### DATA SECTION
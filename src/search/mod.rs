//! Recursive name search / 递归文件名搜索
//!
//! Walks a directory tree depth-first and collects entries whose base name matches
//! the query. Two bounds guarantee termination on any tree, including symlink cycles:
//! - depth limit: the root's direct children are depth 0 / 深度限制
//! - result cap: the walk stops everywhere once the cap is reached / 结果数上限

pub mod engine;
pub mod matcher;
pub mod schema;

pub use engine::SearchEngine;
pub use matcher::NameMatcher;
pub use schema::{MatchMode, SearchOutcome, SearchQuery, DEFAULT_MAX_DEPTH, MAX_RESULTS};
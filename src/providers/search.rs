// Fan-out search across providers

use futures::future::join_all;
use std::collections::HashMap;
use std::sync::Arc;
use std::time::{Duration, Instant};

use super::{SearchParams, SubtitleProvider, SubtitleResult};

pub const DEFAULT_SEARCH_TIMEOUT: Duration = Duration::from_secs(10);

/// Query every provider at once. Failures and timeouts yield an empty list.
pub async fn search_providers_parallel(
    providers: &[Arc<dyn SubtitleProvider>],
    params: &SearchParams,
    timeout: Duration,
) -> HashMap<String, Vec<SubtitleResult>> {
    let started = Instant::now();

    let searches = providers.iter().map(|provider| async move {
        let name = provider.name();
        let begin = Instant::now();
        let results = match tokio::time::timeout(timeout, provider.search(params)).await {
            Ok(Ok(results)) => {
                tracing::debug!(
                    "{} returned {} results in {:?}",
                    name,
                    results.len(),
                    begin.elapsed()
                );
                results
            }
            Ok(Err(e)) => {
                tracing::warn!("{} search failed after {:?}: {}", name, begin.elapsed(), e);
                Vec::new()
            }
            Err(_) => {
                tracing::warn!("{} search timed out after {:?}", name, timeout);
                Vec::new()
            }
        };
        (name.to_string(), results)
    });

    let results: HashMap<String, Vec<SubtitleResult>> = join_all(searches).await.into_iter().collect();

    tracing::info!(
        "Searched {} providers in {:?} ({} results)",
        providers.len(),
        started.elapsed(),
        results.values().map(Vec::len).sum::<usize>()
    );
    results
}

/// Try providers in order and return the first non-empty result set
pub async fn search_providers_with_fallback(
    providers: &[Arc<dyn SubtitleProvider>],
    params: &SearchParams,
    timeout: Duration,
) -> Option<(String, Vec<SubtitleResult>)> {
    for provider in providers {
        match tokio::time::timeout(timeout, provider.search(params)).await {
            Ok(Ok(results)) if !results.is_empty() => {
                return Some((provider.name().to_string(), results));
            }
            Ok(Ok(_)) => tracing::debug!("{} had no results, trying next", provider.name()),
            Ok(Err(e)) => tracing::warn!("{} search failed: {}", provider.name(), e),
            Err(_) => tracing::warn!("{} search timed out", provider.name()),
        }
    }
    None
}

#[cfg(test)]
pub(crate) mod tests {
    use super::*;
    use crate::providers::ProviderError;
    use async_trait::async_trait;
    use serde_json::{json, Value};

    pub(crate) enum Behaviour {
        Results(Vec<SubtitleResult>),
        Fail,
        Hang,
        /// The stored login is rejected
        Expired,
    }

    pub(crate) struct FakeProvider {
        pub name: &'static str,
        pub hash: bool,
        pub behaviour: Behaviour,
    }

    #[async_trait]
    impl SubtitleProvider for FakeProvider {
        fn name(&self) -> &'static str {
            self.name
        }
        fn display_name(&self) -> &'static str {
            self.name
        }
        fn supports_hash_matching(&self) -> bool {
            self.hash
        }
        async fn authenticate(&self, _: &Value) -> Result<Value, ProviderError> {
            Ok(json!({"active": true}))
        }
        fn is_authenticated(&self, _: Option<&Value>) -> bool {
            true
        }
        async fn search(&self, _: &SearchParams) -> Result<Vec<SubtitleResult>, ProviderError> {
            match &self.behaviour {
                Behaviour::Results(r) => Ok(r.clone()),
                Behaviour::Fail => Err(ProviderError::Unavailable("down".into())),
                Behaviour::Expired => Err(ProviderError::Authentication("expired".into())),
                Behaviour::Hang => {
                    tokio::time::sleep(Duration::from_secs(30)).await;
                    Ok(Vec::new())
                }
            }
        }
        async fn download_url(&self, _: Option<&Value>, id: &str) -> Result<Option<String>, ProviderError> {
            Ok(Some(format!("https://example.com/{}", id)))
        }
        async fn download_subtitle(&self, _: Option<&Value>, _: &str) -> Result<Vec<u8>, ProviderError> {
            if let Behaviour::Expired = self.behaviour {
                return Err(ProviderError::Authentication("expired".into()));
            }
            Ok(b"WEBVTT\n\n00:00:01.000 --> 00:00:02.000\nfake\n".to_vec())
        }
    }

    pub(crate) fn result(provider: &str, id: &str, release: &str) -> SubtitleResult {
        SubtitleResult {
            provider_name: provider.to_string(),
            subtitle_id: id.to_string(),
            language: "eng".to_string(),
            release_name: Some(release.to_string()),
            metadata: json!({"hash_match": false}),
            ..Default::default()
        }
    }

    fn fake(name: &'static str, behaviour: Behaviour) -> Arc<dyn SubtitleProvider> {
        Arc::new(FakeProvider {
            name,
            hash: false,
            behaviour,
        })
    }

    #[tokio::test]
    async fn test_parallel_isolates_failures() {
        let providers = vec![
            fake("ok", Behaviour::Results(vec![result("ok", "1", "a")])),
            fake("broken", Behaviour::Fail),
            fake("slow", Behaviour::Hang),
        ];
        let results =
            search_providers_parallel(&providers, &SearchParams::default(), Duration::from_millis(50)).await;

        assert_eq!(results.len(), 3);
        assert_eq!(results["ok"].len(), 1);
        assert!(results["broken"].is_empty());
        assert!(results["slow"].is_empty());
    }

    #[tokio::test]
    async fn test_fallback_returns_first_non_empty() {
        let providers = vec![
            fake("empty", Behaviour::Results(Vec::new())),
            fake("broken", Behaviour::Fail),
            fake("second", Behaviour::Results(vec![result("second", "2", "b")])),
            fake("third", Behaviour::Results(vec![result("third", "3", "c")])),
        ];
        let (name, results) =
            search_providers_with_fallback(&providers, &SearchParams::default(), Duration::from_millis(50))
                .await
                .unwrap();
        assert_eq!(name, "second");
        assert_eq!(results[0].subtitle_id, "2");

        let none = search_providers_with_fallback(&providers[..2], &SearchParams::default(), Duration::from_millis(50)).await;
        assert!(none.is_none());
    }
}
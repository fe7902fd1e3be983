use axum::{
    extract::{Path, Query, State},
    http::{HeaderMap, StatusCode},
    routing::get,
    Json, Router,
};
use serde::{Deserialize, Serialize};
use std::collections::HashMap;
use std::sync::Arc;

use super::{internal, require_user, service_error, ApiError};
use crate::models::UserActivity;
use crate::providers::search::DEFAULT_SEARCH_TIMEOUT;
use crate::providers::{search_providers_parallel, SubtitleResult};
use crate::services::activity;
use crate::services::context::ContentId;
use crate::services::library::{self, HashGroups};
use crate::services::metadata::ContentMetadata;
use crate::services::pagination::Pagination;
use crate::services::selection::{self, ActiveSubtitle, ResolveRequest};
use crate::services::votes;
use crate::AppState;

const PER_PAGE: u32 = 10;

pub fn routes() -> Router<Arc<AppState>> {
    Router::new()
        .route("/", get(list_activity))
        .route("/:id", get(activity_detail).delete(delete_activity))
        .route("/:id/providers", get(provider_results))
}

#[derive(Debug, Deserialize)]
pub struct PageQuery {
    pub page: Option<u32>,
}

#[derive(Debug, Serialize)]
pub struct ActivityItem {
    #[serde(flatten)]
    pub activity: UserActivity,
    pub display_title: String,
    pub poster_url: Option<String>,
}

async fn list_activity(
    State(state): State<Arc<AppState>>,
    headers: HeaderMap,
    Query(query): Query<PageQuery>,
) -> Result<Json<Pagination<ActivityItem>>, ApiError> {
    let user = require_user(&state, &headers).await?;
    let page = activity::list_activities(&state.db, &user.id, query.page.unwrap_or(1), PER_PAGE)
        .await
        .map_err(internal)?;

    let mut items = Vec::with_capacity(page.items.len());
    for activity in &page.items {
        let metadata = state
            .metadata
            .get_metadata(&state.db, &activity.content_id, Some(&activity.content_type))
            .await;
        items.push(ActivityItem {
            activity: activity.clone(),
            display_title: metadata.display_title(),
            poster_url: metadata.poster_url,
        });
    }

    Ok(Json(Pagination::new(items, page.page, page.per_page, page.total)))
}

#[derive(Debug, Serialize)]
pub struct ActivityDetail {
    pub activity: UserActivity,
    pub metadata: ContentMetadata,
    pub display_title: String,
    pub language: String,
    pub active: ActiveSubtitle,
    pub active_label: String,
    pub subtitles: HashGroups,
    pub user_votes: HashMap<String, i64>,
    pub season: Option<u32>,
    pub episode: Option<u32>,
}

async fn activity_detail(
    State(state): State<Arc<AppState>>,
    headers: HeaderMap,
    Path(id): Path<String>,
) -> Result<Json<ActivityDetail>, ApiError> {
    let user = require_user(&state, &headers).await?;
    let activity = activity::get_activity(&state.db, &user.id, &id)
        .await
        .map_err(service_error)?;

    let parsed = ContentId::parse(&activity.content_id);
    let lang = user.preferred_language.clone();
    let metadata = state
        .metadata
        .get_metadata(&state.db, &activity.content_id, Some(&activity.content_type))
        .await;

    let request = ResolveRequest {
        content_id: &activity.content_id,
        video_hash: activity.video_hash.as_deref(),
        content_type: Some(&activity.content_type),
        video_filename: activity.video_filename.as_deref(),
        lang: &lang,
        season: parsed.season,
        episode: parsed.episode,
    };
    let active = selection::get_active_subtitle_details(&state.db, &state.providers, &user, &request)
        .await
        .map_err(internal)?;

    let active_id = active.subtitle.as_ref().map(|s| s.id.clone());
    let others: Vec<_> = library::subtitles_for_content(&state.db, &activity.content_id, &lang)
        .await
        .map_err(internal)?
        .into_iter()
        .filter(|s| Some(&s.id) != active_id.as_ref())
        .collect();

    let mut ids: Vec<String> = others.iter().map(|s| s.id.clone()).collect();
    ids.extend(active_id);
    let user_votes = votes::user_votes(&state.db, &user.id, &ids)
        .await
        .map_err(internal)?;

    Ok(Json(ActivityDetail {
        display_title: metadata.display_title(),
        subtitles: library::group_by_hash(others, activity.video_hash.as_deref()),
        active_label: active.label(),
        season: parsed.season,
        episode: parsed.episode,
        language: lang,
        active,
        metadata,
        user_votes,
        activity,
    }))
}

async fn delete_activity(
    State(state): State<Arc<AppState>>,
    headers: HeaderMap,
    Path(id): Path<String>,
) -> Result<StatusCode, ApiError> {
    let user = require_user(&state, &headers).await?;
    activity::delete_activity(&state.db, &user.id, &id)
        .await
        .map_err(service_error)?;
    tracing::info!("User {} deleted activity {}", user.username, id);
    Ok(StatusCode::NO_CONTENT)
}

#[derive(Debug, Serialize)]
pub struct ProviderResults {
    pub language: String,
    pub results: HashMap<String, Vec<SubtitleResult>>,
}

async fn provider_results(
    State(state): State<Arc<AppState>>,
    headers: HeaderMap,
    Path(id): Path<String>,
) -> Result<Json<ProviderResults>, ApiError> {
    let user = require_user(&state, &headers).await?;
    let activity = activity::get_activity(&state.db, &user.id, &id)
        .await
        .map_err(service_error)?;

    let providers = state.providers.active_for_user(&user);
    if providers.is_empty() {
        return Ok(Json(ProviderResults {
            language: user.preferred_language,
            results: HashMap::new(),
        }));
    }

    let parsed = ContentId::parse(&activity.content_id);
    let request = ResolveRequest {
        content_id: &activity.content_id,
        video_hash: activity.video_hash.as_deref(),
        content_type: Some(&activity.content_type),
        video_filename: activity.video_filename.as_deref(),
        lang: &user.preferred_language,
        season: parsed.season,
        episode: parsed.episode,
    };
    let mut params = selection::provider_params(&state.db, &user, &request).await;
    params.video_hash = activity.video_hash.clone();

    let results = search_providers_parallel(&providers, &params, DEFAULT_SEARCH_TIMEOUT).await;
    Ok(Json(ProviderResults {
        language: user.preferred_language.clone(),
        results,
    }))
}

### WORK INSTRUCTIONS
Return, from the material above, every line with the word "Authentication".

### RESPONSE TO THIS TASK
                Behaviour::Expired => Err(ProviderError::Authentication("expired".into())),
                return Err(ProviderError::Authentication("expired".into()));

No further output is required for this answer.